One of her first entries in See Saw is a tribute to illustrator Mary Louise Spoor (1887-1985), because she was so struck by the uncluttered, Japanese-style inspiration in Spoor’s chromolithograph trade cards and other advertising illustrations. Cowan is quick to mention that without the blogosphere, featuring this prolific artist’s work would have been a lot tougher.
“In a few hours of research, I was able to trace [Spoor’s] lineage to the Essany movie studio in Chicago that her brother operated, which led me to information about her extended family, and finally to her grandson. I was then able to contact him. None of that would have been possible without the blog world,” Cowan says. “And, because of my site and blog, he could vet me and determine if I was a nut or someone he should consider replying to.”
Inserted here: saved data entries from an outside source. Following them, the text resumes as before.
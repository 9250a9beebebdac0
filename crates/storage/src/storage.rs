//! Typed facade over a [`KeyValueStore`].

use serde::Serialize;
use serde::de::DeserializeOwned;
use serde_json::{Value, json};

use crate::{KeyValueStore, Result};

/// Prefix used when none is configured.
pub const DEFAULT_PREFIX: &str = "shop";

/// Logical names of the persisted collections.
pub mod keys {
    pub const CATEGORIES: &str = "categories";
    pub const PRODUCTS: &str = "products";
    pub const ORDERS: &str = "orders";
    pub const CART: &str = "cart";
}

/// Namespaced JSON persistence.
///
/// Every value lives under `"{prefix}:{name}"`. Reads never fail on bad
/// data: a missing or unparseable document yields the caller's fallback.
/// Only backend failures (I/O, poisoned locks) surface as errors.
#[derive(Debug, Clone)]
pub struct Storage<S: KeyValueStore> {
    store: S,
    prefix: String,
}

impl<S: KeyValueStore> Storage<S> {
    /// Creates a storage facade using [`DEFAULT_PREFIX`].
    pub fn new(store: S) -> Self {
        Self::with_prefix(store, DEFAULT_PREFIX)
    }

    /// Creates a storage facade using a custom key prefix.
    pub fn with_prefix(store: S, prefix: impl Into<String>) -> Self {
        Self {
            store,
            prefix: prefix.into(),
        }
    }

    /// Returns the key prefix.
    pub fn prefix(&self) -> &str {
        &self.prefix
    }

    /// Returns the underlying backend.
    pub fn store(&self) -> &S {
        &self.store
    }

    fn key(&self, name: &str) -> String {
        format!("{}:{}", self.prefix, name)
    }

    /// Serializes `value` as JSON and writes it under `name`.
    pub fn save<T: Serialize + ?Sized>(&self, name: &str, value: &T) -> Result<()> {
        let raw = serde_json::to_string(value)?;
        self.store.set(&self.key(name), &raw)
    }

    /// Loads the document under `name` as untyped JSON.
    ///
    /// Returns `fallback` when the key is missing, empty, or malformed.
    pub fn load_json(&self, name: &str, fallback: Value) -> Result<Value> {
        let Some(raw) = self.store.get(&self.key(name))? else {
            return Ok(fallback);
        };
        if raw.trim().is_empty() {
            return Ok(fallback);
        }
        match serde_json::from_str(&raw) {
            Ok(value) => Ok(value),
            Err(e) => {
                tracing::warn!(name, error = %e, "discarding malformed stored document");
                Ok(fallback)
            }
        }
    }

    /// Loads the document under `name` as `T`, falling back on any mismatch.
    pub fn load<T: DeserializeOwned>(&self, name: &str, fallback: T) -> Result<T> {
        let value = self.load_json(name, Value::Null)?;
        if value.is_null() {
            return Ok(fallback);
        }
        match serde_json::from_value(value) {
            Ok(typed) => Ok(typed),
            Err(e) => {
                tracing::warn!(name, error = %e, "stored document has unexpected shape");
                Ok(fallback)
            }
        }
    }

    /// Removes the document under `name`.
    pub fn remove(&self, name: &str) -> Result<()> {
        self.store.remove(&self.key(name))
    }

    /// Removes every document under this storage's prefix.
    pub fn reset_all(&self) -> Result<()> {
        let prefix = format!("{}:", self.prefix);
        for key in self.store.keys()? {
            if key.starts_with(&prefix) {
                self.store.remove(&key)?;
            }
        }
        Ok(())
    }

    fn load_array(&self, name: &str, fallback: Value) -> Result<Value> {
        let value = self.load_json(name, Value::Null)?;
        if value.is_array() {
            Ok(value)
        } else {
            Ok(fallback)
        }
    }

    /// Loads raw category records; non-array payloads yield `fallback`.
    pub fn load_categories(&self, fallback: Value) -> Result<Value> {
        self.load_array(keys::CATEGORIES, fallback)
    }

    /// Loads raw product records; non-array payloads yield `fallback`.
    pub fn load_products(&self, fallback: Value) -> Result<Value> {
        self.load_array(keys::PRODUCTS, fallback)
    }

    /// Loads raw order records; non-array payloads yield `fallback`.
    pub fn load_orders(&self, fallback: Value) -> Result<Value> {
        self.load_array(keys::ORDERS, fallback)
    }

    /// Loads the raw cart; anything but an object with an `items` array
    /// yields an empty cart.
    pub fn load_cart(&self) -> Result<Value> {
        let value = self.load_json(keys::CART, Value::Null)?;
        let valid = value
            .as_object()
            .and_then(|cart| cart.get("items"))
            .is_some_and(Value::is_array);
        if valid {
            Ok(value)
        } else {
            Ok(json!({ "items": [] }))
        }
    }

    pub fn save_categories<T: Serialize>(&self, categories: &[T]) -> Result<()> {
        self.save(keys::CATEGORIES, categories)
    }

    pub fn save_products<T: Serialize>(&self, products: &[T]) -> Result<()> {
        self.save(keys::PRODUCTS, products)
    }

    pub fn save_orders<T: Serialize>(&self, orders: &[T]) -> Result<()> {
        self.save(keys::ORDERS, orders)
    }

    pub fn save_cart<T: Serialize>(&self, cart: &T) -> Result<()> {
        self.save(keys::CART, cart)
    }
}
As an interactive and more adaptable extension of her gallery’s website (www.pinestreetartworks.com), See Saw will feature write-ups of artists on display. But Cowan, a former New Yorker who moved to Burlington in 2001, is equally interested in how art space and/or retail business creation can foster community growth — or hinder it.
“People just shop differently here,” she explains. “Yankee thrift is a large factor in Burlington. People are cautious about spending money, as opposed to [in] New York, where shopping is a contact sport. I’m interested in — from methods of display to content to store-frontage — how retail can better serve the community it’s in . . . to actually help create that community. And, as long as the blog is as much a resource for artists as it is for locals to get a sense of what makes Burlington unique,” she concludes, “I’ll be satisfied.”